• **ABOUT THIS TASK**
Would you return, word for word, the lines of the data below from the line with "use std::cell::RefCell;" through the line with "is reported in", and no others?

• **DATA EXTRACT**

....

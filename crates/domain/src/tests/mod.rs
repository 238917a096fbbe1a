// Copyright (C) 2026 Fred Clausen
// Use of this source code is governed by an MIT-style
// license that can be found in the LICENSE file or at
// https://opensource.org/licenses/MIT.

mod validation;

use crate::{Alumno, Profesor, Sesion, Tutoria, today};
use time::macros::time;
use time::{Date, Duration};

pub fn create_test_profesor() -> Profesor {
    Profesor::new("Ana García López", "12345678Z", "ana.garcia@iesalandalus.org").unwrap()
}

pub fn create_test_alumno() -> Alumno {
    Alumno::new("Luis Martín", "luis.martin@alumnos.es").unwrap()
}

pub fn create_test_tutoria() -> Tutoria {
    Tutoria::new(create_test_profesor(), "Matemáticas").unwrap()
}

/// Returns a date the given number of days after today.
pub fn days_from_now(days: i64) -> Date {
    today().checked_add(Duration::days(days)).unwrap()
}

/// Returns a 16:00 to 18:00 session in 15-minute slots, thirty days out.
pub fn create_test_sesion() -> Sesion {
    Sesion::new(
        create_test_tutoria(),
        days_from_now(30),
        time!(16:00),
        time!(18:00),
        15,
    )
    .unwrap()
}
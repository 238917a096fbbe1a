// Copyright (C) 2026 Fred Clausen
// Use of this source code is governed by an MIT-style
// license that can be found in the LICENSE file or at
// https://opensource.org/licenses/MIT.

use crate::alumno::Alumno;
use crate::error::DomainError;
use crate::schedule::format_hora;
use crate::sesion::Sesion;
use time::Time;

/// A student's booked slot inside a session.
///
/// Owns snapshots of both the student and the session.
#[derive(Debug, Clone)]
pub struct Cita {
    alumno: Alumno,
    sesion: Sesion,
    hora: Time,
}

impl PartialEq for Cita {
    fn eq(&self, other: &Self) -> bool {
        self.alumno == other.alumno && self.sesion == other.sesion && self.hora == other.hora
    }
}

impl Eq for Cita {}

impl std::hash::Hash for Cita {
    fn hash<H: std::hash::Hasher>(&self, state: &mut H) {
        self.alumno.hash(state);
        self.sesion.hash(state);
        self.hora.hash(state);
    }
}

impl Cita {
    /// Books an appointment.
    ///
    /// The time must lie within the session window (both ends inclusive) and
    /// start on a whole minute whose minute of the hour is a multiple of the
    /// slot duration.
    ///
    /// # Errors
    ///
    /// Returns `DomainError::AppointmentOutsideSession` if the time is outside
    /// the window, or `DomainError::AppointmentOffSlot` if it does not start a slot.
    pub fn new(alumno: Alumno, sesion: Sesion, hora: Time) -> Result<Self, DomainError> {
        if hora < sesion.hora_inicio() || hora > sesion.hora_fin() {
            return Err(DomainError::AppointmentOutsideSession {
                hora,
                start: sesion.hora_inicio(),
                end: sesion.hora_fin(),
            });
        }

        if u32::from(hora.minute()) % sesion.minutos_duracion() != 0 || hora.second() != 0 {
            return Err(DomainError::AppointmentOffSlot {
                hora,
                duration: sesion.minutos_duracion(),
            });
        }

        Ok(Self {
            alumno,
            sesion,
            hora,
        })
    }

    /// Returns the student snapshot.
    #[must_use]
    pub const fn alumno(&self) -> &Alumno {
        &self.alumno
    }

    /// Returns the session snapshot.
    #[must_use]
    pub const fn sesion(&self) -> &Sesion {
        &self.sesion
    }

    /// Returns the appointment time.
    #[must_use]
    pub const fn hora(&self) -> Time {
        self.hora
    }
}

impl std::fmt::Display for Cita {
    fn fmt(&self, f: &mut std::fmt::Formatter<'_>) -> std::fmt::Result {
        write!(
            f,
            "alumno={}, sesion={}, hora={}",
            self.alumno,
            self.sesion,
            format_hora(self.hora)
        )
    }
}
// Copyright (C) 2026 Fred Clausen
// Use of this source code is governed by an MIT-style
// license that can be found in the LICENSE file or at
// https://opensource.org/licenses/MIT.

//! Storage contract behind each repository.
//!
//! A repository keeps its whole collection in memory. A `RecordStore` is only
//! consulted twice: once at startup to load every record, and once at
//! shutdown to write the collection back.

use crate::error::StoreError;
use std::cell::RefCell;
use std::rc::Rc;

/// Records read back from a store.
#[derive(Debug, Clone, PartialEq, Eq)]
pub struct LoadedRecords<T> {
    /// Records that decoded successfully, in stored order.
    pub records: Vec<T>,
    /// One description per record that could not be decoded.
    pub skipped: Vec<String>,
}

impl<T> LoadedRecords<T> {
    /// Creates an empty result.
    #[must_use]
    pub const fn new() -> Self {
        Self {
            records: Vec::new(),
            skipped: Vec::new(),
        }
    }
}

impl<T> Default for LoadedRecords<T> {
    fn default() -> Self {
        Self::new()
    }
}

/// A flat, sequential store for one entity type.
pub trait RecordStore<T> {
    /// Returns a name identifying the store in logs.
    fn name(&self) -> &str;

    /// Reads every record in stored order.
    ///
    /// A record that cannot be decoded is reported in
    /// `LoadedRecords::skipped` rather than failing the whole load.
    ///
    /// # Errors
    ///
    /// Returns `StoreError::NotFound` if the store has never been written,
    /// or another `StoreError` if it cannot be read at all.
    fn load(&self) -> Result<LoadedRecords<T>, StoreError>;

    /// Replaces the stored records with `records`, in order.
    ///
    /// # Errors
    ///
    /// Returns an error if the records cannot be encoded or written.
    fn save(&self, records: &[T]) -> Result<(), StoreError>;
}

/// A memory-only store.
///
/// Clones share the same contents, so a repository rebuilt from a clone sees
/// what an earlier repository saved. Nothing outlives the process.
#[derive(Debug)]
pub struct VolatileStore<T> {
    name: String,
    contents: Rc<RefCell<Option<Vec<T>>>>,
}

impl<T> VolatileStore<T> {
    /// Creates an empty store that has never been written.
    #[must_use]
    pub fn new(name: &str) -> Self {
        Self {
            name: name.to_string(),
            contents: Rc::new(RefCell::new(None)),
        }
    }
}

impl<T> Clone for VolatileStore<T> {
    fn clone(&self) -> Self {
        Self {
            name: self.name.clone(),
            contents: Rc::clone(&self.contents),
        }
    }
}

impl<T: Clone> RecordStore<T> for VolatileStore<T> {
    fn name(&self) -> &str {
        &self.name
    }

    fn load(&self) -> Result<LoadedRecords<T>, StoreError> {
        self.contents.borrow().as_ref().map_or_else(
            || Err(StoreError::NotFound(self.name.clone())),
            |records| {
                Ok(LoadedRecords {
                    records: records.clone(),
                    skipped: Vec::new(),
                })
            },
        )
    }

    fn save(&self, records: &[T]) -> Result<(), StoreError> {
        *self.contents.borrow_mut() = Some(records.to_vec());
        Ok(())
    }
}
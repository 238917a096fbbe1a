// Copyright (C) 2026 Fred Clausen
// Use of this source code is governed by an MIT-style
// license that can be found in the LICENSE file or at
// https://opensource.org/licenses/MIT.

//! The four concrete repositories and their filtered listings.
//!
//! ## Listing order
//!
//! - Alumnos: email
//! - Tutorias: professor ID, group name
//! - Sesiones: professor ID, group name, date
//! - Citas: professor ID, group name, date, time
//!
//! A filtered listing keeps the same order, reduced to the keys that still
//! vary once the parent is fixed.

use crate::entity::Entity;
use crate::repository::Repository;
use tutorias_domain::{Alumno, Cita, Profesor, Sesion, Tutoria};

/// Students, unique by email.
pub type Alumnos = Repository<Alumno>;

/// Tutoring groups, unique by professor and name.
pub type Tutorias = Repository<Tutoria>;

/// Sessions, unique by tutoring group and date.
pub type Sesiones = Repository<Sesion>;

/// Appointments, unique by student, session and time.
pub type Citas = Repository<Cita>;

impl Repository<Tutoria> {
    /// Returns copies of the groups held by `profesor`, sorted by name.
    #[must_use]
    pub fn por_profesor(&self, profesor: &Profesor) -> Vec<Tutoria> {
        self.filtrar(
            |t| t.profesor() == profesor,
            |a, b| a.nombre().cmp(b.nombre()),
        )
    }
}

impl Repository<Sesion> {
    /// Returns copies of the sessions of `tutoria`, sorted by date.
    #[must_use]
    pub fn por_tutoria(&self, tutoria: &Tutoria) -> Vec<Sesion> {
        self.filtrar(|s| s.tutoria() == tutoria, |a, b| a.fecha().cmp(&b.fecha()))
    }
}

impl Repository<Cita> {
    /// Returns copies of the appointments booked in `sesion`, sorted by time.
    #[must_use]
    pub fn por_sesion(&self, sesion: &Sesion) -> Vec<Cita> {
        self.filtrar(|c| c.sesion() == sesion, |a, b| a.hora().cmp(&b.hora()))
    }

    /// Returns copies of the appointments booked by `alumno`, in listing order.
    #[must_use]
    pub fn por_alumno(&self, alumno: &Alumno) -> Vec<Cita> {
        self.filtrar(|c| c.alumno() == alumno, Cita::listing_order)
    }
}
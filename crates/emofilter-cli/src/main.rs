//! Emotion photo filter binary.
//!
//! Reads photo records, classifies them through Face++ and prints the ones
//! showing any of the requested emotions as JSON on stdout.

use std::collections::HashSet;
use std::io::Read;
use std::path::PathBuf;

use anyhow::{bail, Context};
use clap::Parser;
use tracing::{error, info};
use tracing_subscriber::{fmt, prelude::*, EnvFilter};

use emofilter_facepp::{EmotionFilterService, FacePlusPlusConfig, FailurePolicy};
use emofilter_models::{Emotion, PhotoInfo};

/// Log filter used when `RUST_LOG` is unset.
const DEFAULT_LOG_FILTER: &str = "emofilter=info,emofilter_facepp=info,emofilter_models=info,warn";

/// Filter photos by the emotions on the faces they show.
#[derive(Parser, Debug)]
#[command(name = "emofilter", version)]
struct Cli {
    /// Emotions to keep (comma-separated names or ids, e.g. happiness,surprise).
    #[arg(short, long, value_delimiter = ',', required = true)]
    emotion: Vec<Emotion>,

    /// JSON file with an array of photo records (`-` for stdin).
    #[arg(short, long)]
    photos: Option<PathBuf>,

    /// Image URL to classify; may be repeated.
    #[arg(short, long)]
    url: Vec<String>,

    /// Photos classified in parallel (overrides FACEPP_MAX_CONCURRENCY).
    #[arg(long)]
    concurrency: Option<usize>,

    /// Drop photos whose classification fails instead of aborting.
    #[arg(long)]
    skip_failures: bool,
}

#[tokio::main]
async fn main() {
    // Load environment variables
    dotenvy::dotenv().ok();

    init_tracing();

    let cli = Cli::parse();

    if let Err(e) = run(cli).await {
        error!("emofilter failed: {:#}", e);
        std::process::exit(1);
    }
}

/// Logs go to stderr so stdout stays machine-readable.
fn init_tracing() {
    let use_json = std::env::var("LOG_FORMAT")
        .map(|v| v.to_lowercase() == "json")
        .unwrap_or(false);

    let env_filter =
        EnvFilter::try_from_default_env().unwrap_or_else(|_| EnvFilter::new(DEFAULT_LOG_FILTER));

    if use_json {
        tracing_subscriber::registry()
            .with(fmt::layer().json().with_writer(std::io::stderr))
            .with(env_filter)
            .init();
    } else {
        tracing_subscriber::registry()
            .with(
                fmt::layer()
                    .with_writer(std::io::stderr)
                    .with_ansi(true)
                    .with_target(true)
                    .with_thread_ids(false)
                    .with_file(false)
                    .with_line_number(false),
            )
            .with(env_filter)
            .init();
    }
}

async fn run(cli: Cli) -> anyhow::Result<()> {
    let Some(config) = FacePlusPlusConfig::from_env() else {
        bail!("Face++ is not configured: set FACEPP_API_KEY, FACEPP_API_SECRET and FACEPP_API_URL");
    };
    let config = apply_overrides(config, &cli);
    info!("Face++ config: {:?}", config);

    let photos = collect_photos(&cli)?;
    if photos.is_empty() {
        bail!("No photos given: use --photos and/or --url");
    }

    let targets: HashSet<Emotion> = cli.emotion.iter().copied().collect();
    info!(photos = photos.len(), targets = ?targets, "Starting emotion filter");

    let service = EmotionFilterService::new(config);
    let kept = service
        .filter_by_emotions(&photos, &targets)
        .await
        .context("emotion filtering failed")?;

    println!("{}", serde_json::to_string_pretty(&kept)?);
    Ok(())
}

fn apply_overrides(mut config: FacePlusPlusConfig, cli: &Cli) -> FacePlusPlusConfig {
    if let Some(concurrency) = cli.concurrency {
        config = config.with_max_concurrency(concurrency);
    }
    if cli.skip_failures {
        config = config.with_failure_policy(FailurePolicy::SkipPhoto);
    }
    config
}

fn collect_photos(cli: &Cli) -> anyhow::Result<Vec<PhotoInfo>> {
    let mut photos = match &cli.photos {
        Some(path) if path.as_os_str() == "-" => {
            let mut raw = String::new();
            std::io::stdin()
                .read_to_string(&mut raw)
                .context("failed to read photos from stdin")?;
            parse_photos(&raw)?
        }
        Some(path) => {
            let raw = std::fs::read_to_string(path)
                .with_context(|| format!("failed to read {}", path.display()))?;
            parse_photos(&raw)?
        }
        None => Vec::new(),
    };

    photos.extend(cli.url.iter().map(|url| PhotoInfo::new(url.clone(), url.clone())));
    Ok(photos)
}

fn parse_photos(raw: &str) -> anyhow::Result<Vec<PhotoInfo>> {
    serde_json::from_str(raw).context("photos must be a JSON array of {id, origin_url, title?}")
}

....

• **COMPLETED EXERCISE**
use std::cell::RefCell;
use std::rc::Rc;

/// Records read back from a store.
#[derive(Debug, Clone, PartialEq, Eq)]
pub struct LoadedRecords<T> {
    /// Records that decoded successfully, in stored order.
    pub records: Vec<T>,
    /// One description per record that could not be decoded.
    pub skipped: Vec<String>,
}

impl<T> LoadedRecords<T> {
    /// Creates an empty result.
    #[must_use]
    pub const fn new() -> Self {
        Self {
            records: Vec::new(),
            skipped: Vec::new(),
        }
    }
}

impl<T> Default for LoadedRecords<T> {
    fn default() -> Self {
        Self::new()
    }
}

/// A flat, sequential store for one entity type.
pub trait RecordStore<T> {
    /// Returns a name identifying the store in logs.
    fn name(&self) -> &str;

    /// Reads every record in stored order.
    ///
    /// A record that cannot be decoded is reported in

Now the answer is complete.